▶ [Activity] Reproduce all records word for word.

Data records section start

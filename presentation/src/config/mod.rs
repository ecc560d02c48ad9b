//! Presentation-level configuration
//!
//! Configuration for output formatting and share text.

use friendtype_domain::{DEFAULT_SHARE_PREFIX, DEFAULT_SHARE_SUFFIX, OutputFormat};

/// Output configuration for the presentation layer
#[derive(Debug, Clone, PartialEq, Eq)]
pub struct OutputConfig {
    pub format: OutputFormat,
    /// Enable colored terminal output
    pub color: bool,
    /// Show the intro and stepper while answering
    pub show_progress: bool,
}

impl Default for OutputConfig {
    fn default() -> Self {
        Self {
            format: OutputFormat::Full,
            color: true,
            show_progress: true,
        }
    }
}

/// Text placed around the type code in share output
#[derive(Debug, Clone, PartialEq, Eq)]
pub struct ShareConfig {
    pub prefix: String,
    pub suffix: String,
}

impl ShareConfig {
    pub fn new(prefix: impl Into<String>, suffix: impl Into<String>) -> Self {
        Self {
            prefix: prefix.into(),
            suffix: suffix.into(),
        }
    }
}

impl Default for ShareConfig {
    fn default() -> Self {
        Self::new(DEFAULT_SHARE_PREFIX, DEFAULT_SHARE_SUFFIX)
    }
}
//! Configuration file loader with multi-source merging

use super::file_config::FileConfig;
use figment::{
    Figment,
    providers::{Format, Serialized, Toml},
};
use std::path::{Path, PathBuf};
use tracing::debug;

const APP_DIR: &str = "friendtype";
const PROJECT_FILES: [&str; 2] = ["friendtype.toml", ".friendtype.toml"];

/// Configuration loader that handles file discovery and merging
pub struct ConfigLoader;

impl ConfigLoader {
    /// Load configuration from all sources with proper priority
    ///
    /// Priority (highest to lowest):
    /// 1. Explicit config path (if provided)
    /// 2. Project root: `./friendtype.toml` or `./.friendtype.toml`
    /// 3. XDG config: `$XDG_CONFIG_HOME/friendtype/config.toml`
    /// 4. Default values
    pub fn load(config_path: Option<&PathBuf>) -> Result<FileConfig, Box<figment::Error>> {
        let global = Self::global_config_path().filter(|p| p.exists());
        let project = Self::project_config_path();
        Self::load_from(global.as_deref(), project.as_deref(), config_path.map(PathBuf::as_path))
    }

    /// Merge the given files over the defaults, later sources winning
    ///
    /// Missing global or project files are skipped; a missing explicit file
    /// is an error.
    pub fn load_from(
        global: Option<&Path>,
        project: Option<&Path>,
        explicit: Option<&Path>,
    ) -> Result<FileConfig, Box<figment::Error>> {
        if let Some(path) = explicit
            && !path.is_file()
        {
            return Err(Box::new(figment::Error::from(format!(
                "config file not found: {}",
                path.display()
            ))));
        }

        let mut figment = Figment::new().merge(Serialized::defaults(FileConfig::default()));

        for path in [global, project, explicit].into_iter().flatten() {
            debug!("Merging config file {}", path.display());
            figment = figment.merge(Toml::file(path));
        }

        figment.extract().map_err(Box::new)
    }

    /// Load only default configuration (for --no-config)
    pub fn load_defaults() -> FileConfig {
        FileConfig::default()
    }

    /// Get the global config file path
    ///
    /// Returns `$XDG_CONFIG_HOME/friendtype/config.toml` or the platform
    /// equivalent.
    pub fn global_config_path() -> Option<PathBuf> {
        dirs::config_dir().map(|d| d.join(APP_DIR).join("config.toml"))
    }

    /// Get the project-level config file path (if it exists)
    pub fn project_config_path() -> Option<PathBuf> {
        PROJECT_FILES
            .iter()
            .map(PathBuf::from)
            .find(|path| path.exists())
    }

    /// Print the config file locations being used (for debugging)
    pub fn print_config_sources() {
        println!("Configuration sources (in priority order):");

        if let Some(path) = Self::project_config_path() {
            println!("  [FOUND] Project: {}", path.display());
        } else {
            println!("  [     ] Project: ./friendtype.toml or ./.friendtype.toml");
        }

        if let Some(path) = Self::global_config_path() {
            let mark = if path.exists() { "FOUND" } else { "     " };
            println!("  [{}] Global:  {}", mark, path.display());
        }

        println!("  [     ] Default: built-in defaults");
    }
}

#[cfg(test)]
mod tests {
    use super::*;
    use friendtype_domain::{OutputFormat, TieBreak};
    use std::fs;

    #[test]
    fn test_load_defaults() {
        let config = ConfigLoader::load_defaults();
        assert!(config.quiz.bank.is_none());
        assert_eq!(config.scoring.tie_break, TieBreak::Second);
    }

    #[test]
    fn test_global_config_path_returns_some() {
        let path = ConfigLoader::global_config_path();
        assert!(path.is_some());
        assert!(path.unwrap().to_string_lossy().contains("friendtype"));
    }

    #[test]
    fn test_later_sources_override_earlier() {
        let dir = tempfile::tempdir().unwrap();
        let global = dir.path().join("global.toml");
        let explicit = dir.path().join("explicit.toml");
        fs::write(
            &global,
            "[scoring]\ntie_break = \"first\"\n[output]\nformat = \"json\"\n",
        )
        .unwrap();
        fs::write(&explicit, "[output]\nformat = \"code\"\n").unwrap();

        let config = ConfigLoader::load_from(Some(&global), None, Some(&explicit)).unwrap();
        assert_eq!(config.scoring.tie_break, TieBreak::First);
        assert_eq!(config.output.format, Some(OutputFormat::Code));
        assert!(config.output.color);
    }

    #[test]
    fn test_invalid_value_is_error() {
        let dir = tempfile::tempdir().unwrap();
        let explicit = dir.path().join("bad.toml");
        fs::write(&explicit, "[output]\nformat = \"poster\"\n").unwrap();
        assert!(ConfigLoader::load_from(None, None, Some(&explicit)).is_err());
    }

    #[test]
    fn test_missing_explicit_file_is_error() {
        let dir = tempfile::tempdir().unwrap();
        let missing = dir.path().join("typo.toml");
        let err = ConfigLoader::load_from(None, None, Some(&missing)).unwrap_err();
        assert!(err.to_string().contains("typo.toml"));
    }

    #[test]
    fn test_missing_global_file_is_skipped() {
        let dir = tempfile::tempdir().unwrap();
        let missing = dir.path().join("config.toml");
        let config = ConfigLoader::load_from(Some(&missing), None, None).unwrap();
        assert_eq!(config.scoring.tie_break, TieBreak::Second);
    }
}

Data records section end

▶ [Result of the exercise]
filename presentation/src/config/mod.rs
repository ecc560d02c48ad9b
//! Presentation-level configuration
//!
//! Configuration for output formatting and share text.

use friendtype_domain::{DEFAULT_SHARE_PREFIX, DEFAULT_SHARE_SUFFIX, OutputFormat};

/// Output configuration for the presentation layer
#[derive(Debug, Clone, PartialEq, Eq)]
pub struct OutputConfig {
    pub format: OutputFormat,
    /// Enable colored terminal output
    pub color: bool,
    /// Show the intro and stepper while answering
    pub show_progress: bool,
}

impl Default for OutputConfig {
    fn default() -> Self {
        Self {
            format: OutputFormat::Full,
            color: true,
            show_progress: true,
        }
    }
}

/// Text placed around the type code in share output
#[derive(Debug, Clone, PartialEq, Eq)]
pub struct ShareConfig {
    pub prefix: String,
    pub suffix: String,
}

impl ShareConfig {
    pub fn new(prefix: impl Into<String>, suffix: impl Into<String>) -> Self {
        Self {
            prefix: prefix.into(),
            suffix: suffix.into(),
        }
    }
}

impl Default for ShareConfig {
    fn default() -> Self {
        Self::new(DEFAULT_SHARE_PREFIX, DEFAULT_SHARE_SUFFIX)
    }
}
//! Configuration file loader with multi-source merging

use super::file_config::FileConfig;
use figment::{
    Figment,
    providers::{Format, Serialized, Toml},
};
use std::path::{Path, PathBuf};
use tracing::debug;

const APP_DIR: &str = "friendtype";
const PROJECT_FILES: [&str; 2] = ["friendtype.toml", ".friendtype.toml"];

/// Configuration loader that handles file discovery and merging
pub struct ConfigLoader;

impl ConfigLoader {
    /// Load configuration from all sources with proper priority
    ///
    /// Priority (highest to lowest):
    /// 1. Explicit config path (if provided)
    /// 2. Project root: `./friendtype.toml` or `./.friendtype.toml`
    /// 3. XDG config: `$XDG_CONFIG_HOME/friendtype/config.toml`
    /// 4. Default values
    pub fn load(config_path: Option<&PathBuf>) -> Result<FileConfig, Box<figment::Error>> {
        let global = Self::global_config_path().filter(|p| p.exists());
        let project = Self::project_config_path();
        Self::load_from(global.as_deref(), project.as_deref(), config_path.map(PathBuf::as_path))
    }

    /// Merge the given files over the defaults, later sources winning
    ///
    /// Missing global or project files are skipped; a missing explicit file
    /// is an error.
    pub fn load_from(
        global: Option<&Path>,
        project: Option<&Path>,
        explicit: Option<&Path>,
    ) -> Result<FileConfig, Box<figment::Error>> {
        if let Some(path) = explicit
            && !path.is_file()
        {
            return Err(Box::new(figment::Error::from(format!(
                "config file not found: {}",
                path.display()
            ))));
        }

        let mut figment = Figment::new().merge(Serialized::defaults(FileConfig::default()));

        for path in [global, project, explicit].into_iter().flatten() {
            debug!("Merging config file {}", path.display());
            figment = figment.merge(Toml::file(path));
        }

        figment.extract().map_err(Box::new)
    }

    /// Load only default configuration (for --no-config)
    pub fn load_defaults() -> FileConfig {
        FileConfig::default()
    }

    /// Get the global config file path
    ///
    /// Returns `$XDG_CONFIG_HOME/friendtype/config.toml` or the platform
    /// equivalent.
    pub fn global_config_path() -> Option<PathBuf> {
        dirs::config_dir().map(|d| d.join(APP_DIR).join("config.toml"))
    }

    /// Get the project-level config file path (if it exists)
    pub fn project_config_path() -> Option<PathBuf> {
        PROJECT_FILES
            .iter()
            .map(PathBuf::from)
            .find(|path| path.exists())
    }

    /// Print the config file locations being used (for debugging)
    pub fn print_config_sources() {
        println!("Configuration sources (in priority order):");

        if let Some(path) = Self::project_config_path() {
            println!("  [FOUND] Project: {}", path.display());
        } else {
            println!("  [     ] Project: ./friendtype.toml or ./.friendtype.toml");
        }

        if let Some(path) = Self::global_config_path() {
            let mark = if path.exists() { "FOUND" } else { "     " };
            println!("  [{}] Global:  {}", mark, path.display());
        }

        println!("  [     ] Default: built-in defaults");
    }
}

#[cfg(test)]
mod tests {
    use super::*;
    use friendtype_domain::{OutputFormat, TieBreak};
    use std::fs;

    #[test]
    fn test_load_defaults() {
        let config = ConfigLoader::load_defaults();
        assert!(config.quiz.bank.is_none());
        assert_eq!(config.scoring.tie_break, TieBreak::Second);
    }

    #[test]
    fn test_global_config_path_returns_some() {
        let path = ConfigLoader::global_config_path();
        assert!(path.is_some());
        assert!(path.unwrap().to_string_lossy().contains("friendtype"));
    }

    #[test]
    fn test_later_sources_override_earlier() {
        let dir = tempfile::tempdir().unwrap();
        let global = dir.path().join("global.toml");
        let explicit = dir.path().join("explicit.toml");
        fs::write(
            &global,
            "[scoring]\ntie_break = \"first\"\n[output]\nformat = \"json\"\n",
        )
        .unwrap();
        fs::write(&explicit, "[output]\nformat = \"code\"\n").unwrap();

        let config = ConfigLoader::load_from(Some(&global), None, Some(&explicit)).unwrap();
        assert_eq!(config.scoring.tie_break, TieBreak::First);
        assert_eq!(config.output.format, Some(OutputFormat::Code));
        assert!(config.output.color);
    }

    #[test]
    fn test_invalid_value_is_error() {
        let dir = tempfile::tempdir().unwrap();
        let explicit = dir.path().join("bad.toml");
        fs::write(&explicit, "[output]\nformat = \"poster\"\n").unwrap();
        assert!(ConfigLoader::load_from(None, None, Some(&explicit)).is_err());
    }

    #[test]
    fn test_missing_explicit_file_is_error() {
        let dir = tempfile::tempdir().unwrap();
        let missing = dir.path().join("typo.toml");
        let err = ConfigLoader::load_from(None, None, Some(&missing)).unwrap_err();
        assert!(err.to_string().contains("typo.toml"));
    }

    #[test]
    fn test_missing_global_file_is_skipped() {
        let dir = tempfile::tempdir().unwrap();
        let missing = dir.path().join("config.toml");
        let config = ConfigLoader::load_from(Some(&missing), None, None).unwrap();
        assert_eq!(config.scoring.tie_break, TieBreak::Second);
    }
}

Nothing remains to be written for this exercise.